Revision C 250cx Series Maternal/Fetal Monitor C-3
2036946-001
Spectra Alerts: Important Safety Information
Important Safety Information
IMPORTANT
INSTRUCTIONS FOR USE—It is mandatory that you read this
chapter prior to operating a 250cx Series Monitor with the Spectra
Alerts feature enabled. Keep this manual available for future
reference and for the orientation of new personnel.
The Spectra Alerts option is designed to assist the perinatal staff in assessing the
status of a patient at the bedside by recognizing normal and abnormal FHR and UA
pattern features. The system does not replace observation and evaluation of the
mother and fetus at regular intervals, by a qualified care provider, who will make
diagnoses and decide on treatments or interventions. The user should determine the
status of the patient at regular intervals (see “Standards for Obstetric-Gynecologic
Services”, 7th edition, Washington, D.C., ACOG, 1989) by visual assessment of the
fetal monitor tracing at the bedside and evaluation of maternal vital signs and
progress in labor. The absence of an alert does not indicate fetal or maternal well-
being.
The alert message and priority level are only a means to direct the staff’s attention to
the patient, since more than one parameter may be contributing to the alert
condition. Visual assessment of the strip chart, combined with knowledge of patient
history and risk factors are necessary to manage the situation appropriately.
The alert system will not detect every possible abnormality and cannot detect
abnormalities that have not been clinically recognized and described in the
literature. Frequent assessment of the fetal monitor tracing is necessary to ensure
recognition of unusual, undefined, or suspicious patterns.

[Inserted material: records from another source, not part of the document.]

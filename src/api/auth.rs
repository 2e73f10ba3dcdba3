use actix_web::{get, post, web, HttpResponse};

use crate::auth::csrf::generate_token;
use crate::auth::{AuthSettings, AuthenticatedUser};
use crate::error::{AppError, ErrorBody};
use crate::models::user::{LoginRequest, RegisterRequest, User, UserResponse};
use crate::service::AccountService;

fn signed_in(settings: &AuthSettings, user: &User) -> Result<HttpResponse, AppError> {
    let cookie = settings.session_cookie(&user.id)?;
    Ok(HttpResponse::Ok().cookie(cookie).json(UserResponse::from(user)))
}

/// Issues a fresh antiforgery token pair.
#[utoipa::path(
    get,
    path = "/auth/csrf",
    tag = "auth",
    responses((status = 204, description = "Antiforgery cookies set"))
)]
#[get("/csrf")]
pub async fn csrf(settings: web::Data<AuthSettings>) -> Result<HttpResponse, AppError> {
    let (reference, request_token) = settings.antiforgery_cookies(&generate_token())?;
    Ok(HttpResponse::NoContent()
        .cookie(reference)
        .cookie(request_token)
        .finish())
}

#[utoipa::path(
    post,
    path = "/auth/register",
    tag = "auth",
    request_body = RegisterRequest,
    responses(
        (status = 200, description = "Registered and signed in", body = UserResponse),
        (status = 400, description = "Every failed registration rule", body = [String]),
    ),
    security(("antiforgery" = []))
)]
#[post("/register")]
pub async fn register(
    accounts: web::Data<AccountService>,
    settings: web::Data<AuthSettings>,
    request: web::Json<RegisterRequest>,
) -> Result<HttpResponse, AppError> {
    let user = accounts.register(request.into_inner()).await?;
    signed_in(&settings, &user)
}

#[utoipa::path(
    post,
    path = "/auth/login",
    tag = "auth",
    request_body = LoginRequest,
    responses(
        (status = 200, description = "Signed in", body = UserResponse),
        (status = 400, description = "Invalid credentials", body = ErrorBody),
    ),
    security(("antiforgery" = []))
)]
#[post("/login")]
pub async fn login(
    accounts: web::Data<AccountService>,
    settings: web::Data<AuthSettings>,
    request: web::Json<LoginRequest>,
) -> Result<HttpResponse, AppError> {
    let user = accounts.authenticate(request.into_inner()).await?;
    tracing::info!(user_id = %user.id, "signed in");
    signed_in(&settings, &user)
}

#[utoipa::path(
    post,
    path = "/auth/logout",
    tag = "auth",
    responses(
        (status = 204, description = "Session cookie cleared"),
        (status = 401, description = "No valid session"),
    ),
    security(("session" = [], "antiforgery" = []))
)]
#[post("/logout")]
pub async fn logout(
    user: AuthenticatedUser,
    settings: web::Data<AuthSettings>,
) -> HttpResponse {
    tracing::info!(user_id = user.id(), "signed out");
    HttpResponse::NoContent()
        .cookie(settings.removal_cookie())
        .finish()
}

#[utoipa::path(
    get,
    path = "/auth/me",
    tag = "auth",
    responses(
        (status = 200, description = "The signed-in user", body = UserResponse),
        (status = 401, description = "No valid session"),
    ),
    security(("session" = []))
)]
#[get("/me")]
pub async fn me(
    user: AuthenticatedUser,
    accounts: web::Data<AccountService>,
) -> Result<HttpResponse, AppError> {
    // A valid cookie can outlive its account.
    let user = accounts
        .find(user.id())
        .await?
        .ok_or(AppError::Unauthorized)?;
    Ok(HttpResponse::Ok().json(UserResponse::from(&user)))
}

pub fn config(cfg: &mut web::ServiceConfig) {
    cfg.service(
        web::scope("/auth")
            .service(csrf)
            .service(register)
            .service(login)
            .service(logout)
            .service(me),
    );
}
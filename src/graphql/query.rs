use async_graphql::{Context, Object, Result};

use crate::graphql::error::{current_user, filter_error};
use crate::graphql::filter::{sort_todos, TodoFilter, TodoSort};
use crate::models::todo::TodoItem;
use crate::service::TodoService;

#[derive(Default)]
pub struct QueryRoot;

#[Object]
impl QueryRoot {
    /// The caller's todos, optionally filtered and ordered.
    async fn todos(
        &self,
        ctx: &Context<'_>,
        #[graphql(name = "where")] filter: Option<TodoFilter>,
        order: Option<Vec<TodoSort>>,
    ) -> Result<Vec<TodoItem>> {
        let user = current_user(ctx)?;
        let todos = ctx.data::<TodoService>()?;
        let mut items = todos
            .list(&user.user_id)
            .await
            .map_err(|err| filter_error(ctx, err))?;
        if let Some(filter) = filter {
            items.retain(|todo| filter.matches(todo));
        }
        sort_todos(&mut items, order.as_deref().unwrap_or_default());
        Ok(items)
    }

    async fn todo_by_id(&self, ctx: &Context<'_>, id: i32) -> Result<Option<TodoItem>> {
        let user = current_user(ctx)?;
        let todos = ctx.data::<TodoService>()?;
        todos
            .get(&user.user_id, id)
            .await
            .map_err(|err| filter_error(ctx, err))
    }
}
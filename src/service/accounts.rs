use std::sync::Arc;

use actix_web::web;
use chrono::Utc;
use validator::{Validate, ValidateEmail};

use crate::auth::password;
use crate::error::{validation_messages, AppError};
use crate::models::user::{normalize_email, LoginRequest, NewUser, RegisterRequest, User};
use crate::repository::{RepositoryError, Store};
use crate::service::blocking;

#[derive(Clone)]
pub struct AccountService {
    store: Arc<dyn Store>,
}

fn non_empty(value: Option<String>) -> Option<String> {
    value
        .map(|v| v.trim().to_string())
        .filter(|v| !v.is_empty())
}

impl AccountService {
    pub fn new(store: Arc<dyn Store>) -> Self {
        Self { store }
    }

    pub async fn find(&self, id: &str) -> Result<Option<User>, AppError> {
        let id = id.to_string();
        blocking(&self.store, move |store| store.find_user_by_id(&id)).await
    }

    async fn find_by_email(&self, email: &str) -> Result<Option<User>, AppError> {
        let normalized = normalize_email(email);
        blocking(&self.store, move |store| store.find_user_by_email(&normalized)).await
    }

    /// Creates an account; every failed rule is reported at once.
    pub async fn register(&self, mut request: RegisterRequest) -> Result<User, AppError> {
        request.email = request.email.trim().to_string();
        request.first_name = non_empty(request.first_name.take());
        request.last_name = non_empty(request.last_name.take());
        let email = request.email.clone();
        let taken = || AppError::Rejected(vec![format!("Email '{email}' is already taken.")]);

        let mut errors = Vec::new();
        if !email.validate_email() {
            errors.push(format!("Email '{email}' is invalid."));
        }
        if let Err(invalid) = request.validate() {
            errors.extend(validation_messages(&invalid));
        }
        if errors.is_empty() && self.find_by_email(&email).await?.is_some() {
            errors.push(format!("Email '{email}' is already taken."));
        }
        errors.extend(password::policy_violations(&request.password));
        if !errors.is_empty() {
            return Err(AppError::Rejected(errors));
        }

        let secret = request.password;
        let password_hash = web::block(move || password::hash_password(&secret)).await??;
        let new_user = NewUser {
            id: uuid::Uuid::new_v4().to_string(),
            email: email.clone(),
            normalized_email: normalize_email(&email),
            first_name: request.first_name,
            last_name: request.last_name,
            password_hash,
            created_at: Utc::now(),
        };
        match blocking(&self.store, move |store| store.insert_user(new_user)).await {
            Ok(user) => {
                tracing::info!(user_id = %user.id, "registered user");
                Ok(user)
            }
            Err(AppError::Repository(RepositoryError::Conflict(_))) => Err(taken()),
            Err(err) => Err(err),
        }
    }

    pub async fn authenticate(&self, request: LoginRequest) -> Result<User, AppError> {
        let user = self
            .find_by_email(&request.email)
            .await?
            .ok_or(AppError::InvalidCredentials)?;
        let hash = user.password_hash.clone();
        let secret = request.password;
        let verified = web::block(move || password::verify_password(&secret, &hash)).await??;
        if !verified {
            tracing::info!(user_id = %user.id, "rejected sign-in with a wrong password");
            return Err(AppError::InvalidCredentials);
        }
        Ok(user)
    }
}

The care provider should only make the “diagnosis” of abnormal fetal heart rate
patterns by personal assessment of the fetal monitor tracing from the bedside fetal
monitor, not the alert message. The monitor requires data of a consistently good
quality to recognize abnormalities. Artifact will limit its ability to recognize
abnormalities. Increased variability, long and frequent accelerations, baseline
changes, half-counting or double-counting, and poor or absent uterine activity are
examples of factors which may limit detection capabilities.